Azetti se encogió de hombros.

– De todas formas, ya estaba cerrada -repuso. -Aunque es una pena. Realmente no creo que conozca a nadie como Baresi durante el resto de mi vida.

– ¿Por qué dice eso? -preguntó Lassiter.

– El doctor Baresi era un hombre de gran talento. No es que yo sea un experto en la materia, pero parece ser que su porcentaje de éxito era excepcional.

– ¿De verdad? -dijo Lassiter animando al párroco a continuar.
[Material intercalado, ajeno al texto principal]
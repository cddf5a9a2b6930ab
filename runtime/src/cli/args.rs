//! `key=value` argument tokens -> [`ScanConfig`].
//!
//! Only four keys are understood: `sitemapUrl`, `userAgent`, `viewportWidth`
//! and `viewportHeight`. Anything else is ignored. A viewport value that does
//! not start with a positive integer falls back to the default.

use crate::config::{
    ConfigError, ScanConfig, Viewport, DEFAULT_USER_AGENT, DEFAULT_VIEWPORT_HEIGHT,
    DEFAULT_VIEWPORT_WIDTH,
};
use tracing::debug;

/// Raw values picked out of the token list, before defaults apply.
#[derive(Debug, Clone, Default, PartialEq, Eq)]
pub struct ScanArgs {
    pub sitemap_url: Option<String>,
    pub user_agent: Option<String>,
    pub viewport_width: Option<u32>,
    pub viewport_height: Option<u32>,
}

impl ScanArgs {
    /// Collect recognized keys from `name=value` tokens. Later tokens win.
    pub fn parse<I, S>(tokens: I) -> Self
    where
        I: IntoIterator<Item = S>,
        S: AsRef<str>,
    {
        let mut args = Self::default();

        for token in tokens {
            let token = token.as_ref();
            let (key, value) = token.split_once('=').unwrap_or((token, ""));

            match key {
                "sitemapUrl" => args.sitemap_url = non_empty(value),
                "userAgent" => args.user_agent = non_empty(value),
                "viewportWidth" => args.viewport_width = parse_dimension(value),
                "viewportHeight" => args.viewport_height = parse_dimension(value),
                _ => debug!("ignoring unrecognized argument {key:?}"),
            }
        }

        args
    }

    /// Apply defaults and check that the sitemap URL is present.
    pub fn into_config(self) -> Result<ScanConfig, ConfigError> {
        let sitemap_url = self.sitemap_url.ok_or(ConfigError::MissingSitemapUrl)?;

        let mut config = ScanConfig::new(sitemap_url);
        config.user_agent = self
            .user_agent
            .unwrap_or_else(|| DEFAULT_USER_AGENT.to_string());
        config.viewport = Viewport {
            width: self.viewport_width.unwrap_or(DEFAULT_VIEWPORT_WIDTH),
            height: self.viewport_height.unwrap_or(DEFAULT_VIEWPORT_HEIGHT),
        };
        Ok(config)
    }
}

fn non_empty(value: &str) -> Option<String> {
    if value.is_empty() {
        None
    } else {
        Some(value.to_string())
    }
}

/// Parse a leading base-10 integer, ignoring trailing characters
/// (`"800px"` -> 800). Zero, negative, overflowing or digit-less input
/// yields `None`.
fn parse_dimension(value: &str) -> Option<u32> {
    let value = value.trim_start();
    let (negative, rest) = match value.as_bytes().first() {
        Some(b'-') => (true, &value[1..]),
        Some(b'+') => (false, &value[1..]),
        _ => (false, value),
    };

    let digits_end = rest
        .find(|c: char| !c.is_ascii_digit())
        .unwrap_or(rest.len());
    let digits = &rest[..digits_end];
    if digits.is_empty() || negative {
        return None;
    }

    digits.parse::<u32>().ok().filter(|&n| n > 0)
}

#[cfg(test)]
mod tests {
    use super::*;

    #[test]
    fn test_all_keys() {
        let args = ScanArgs::parse([
            "sitemapUrl=https://example.com/sitemap.xml",
            "userAgent=FoldBot/1.0",
            "viewportWidth=1280",
            "viewportHeight=720",
        ]);
        let config = args.into_config().unwrap();
        assert_eq!(config.sitemap_url, "https://example.com/sitemap.xml");
        assert_eq!(config.user_agent, "FoldBot/1.0");
        assert_eq!(config.viewport, Viewport { width: 1280, height: 720 });
    }

    #[test]
    fn test_any_order_and_defaults() {
        let config = ScanArgs::parse(["viewportHeight=640", "sitemapUrl=https://a.test/s.xml"])
            .into_config()
            .unwrap();
        assert_eq!(config.user_agent, "My-User-Agent");
        assert_eq!(config.viewport, Viewport { width: 1000, height: 640 });
    }

    #[test]
    fn test_missing_sitemap_url() {
        let err = ScanArgs::parse(["userAgent=x", "viewportWidth=10"])
            .into_config()
            .unwrap_err();
        assert_eq!(err, ConfigError::MissingSitemapUrl);

        let empty: [&str; 0] = [];
        assert!(ScanArgs::parse(empty).into_config().is_err());
        assert!(ScanArgs::parse(["sitemapUrl="]).into_config().is_err());
    }

    #[test]
    fn test_unrecognized_keys_ignored() {
        let args = ScanArgs::parse(["sitemapurl=lowercase", "foo=bar", "bare"]);
        assert_eq!(args, ScanArgs::default());
    }

    #[test]
    fn test_bad_dimensions_use_default() {
        for bad in ["abc", "", "px100", "-200", "0", "99999999999"] {
            let config = ScanArgs::parse([
                "sitemapUrl=https://example.com/sitemap.xml".to_string(),
                format!("viewportWidth={bad}"),
                format!("viewportHeight={bad}"),
            ])
            .into_config()
            .unwrap();
            assert_eq!(config.viewport, Viewport::default(), "value {bad:?}");
        }
    }

    #[test]
    fn test_dimension_prefix_parsing() {
        assert_eq!(parse_dimension("800px"), Some(800));
        assert_eq!(parse_dimension("  42"), Some(42));
        assert_eq!(parse_dimension("+7"), Some(7));
        assert_eq!(parse_dimension("12.9"), Some(12));
    }

    #[test]
    fn test_value_keeps_later_equals_signs() {
        let args = ScanArgs::parse(["sitemapUrl=https://example.com/sitemap.xml?page=2"]);
        assert_eq!(
            args.sitemap_url.as_deref(),
            Some("https://example.com/sitemap.xml?page=2")
        );
    }

    #[test]
    fn test_later_token_wins() {
        let args = ScanArgs::parse(["userAgent=first", "userAgent=second"]);
        assert_eq!(args.user_agent.as_deref(), Some("second"));
    }
}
– Sí. Probablemente porque, además de médico, era científico. ¿Sabía usted que también era científico?

Lassiter movió la cabeza.

– Nuestro médico tenía muchas facetas. ¡Era un genio! -afirmó Azetti. -Aun así, yo le ganaba casi siempre al ajedrez.

Lassiter sonrió.

– Creo que yo cometía tantos errores que a Baresi le resultaba imposible prever mis movimientos -confesó Azetti. -Solía quejarse de que le arruinaba las partidas. ¿Quiere más vino?

– No, gracias -contestó Lassiter. El párroco le caía bien.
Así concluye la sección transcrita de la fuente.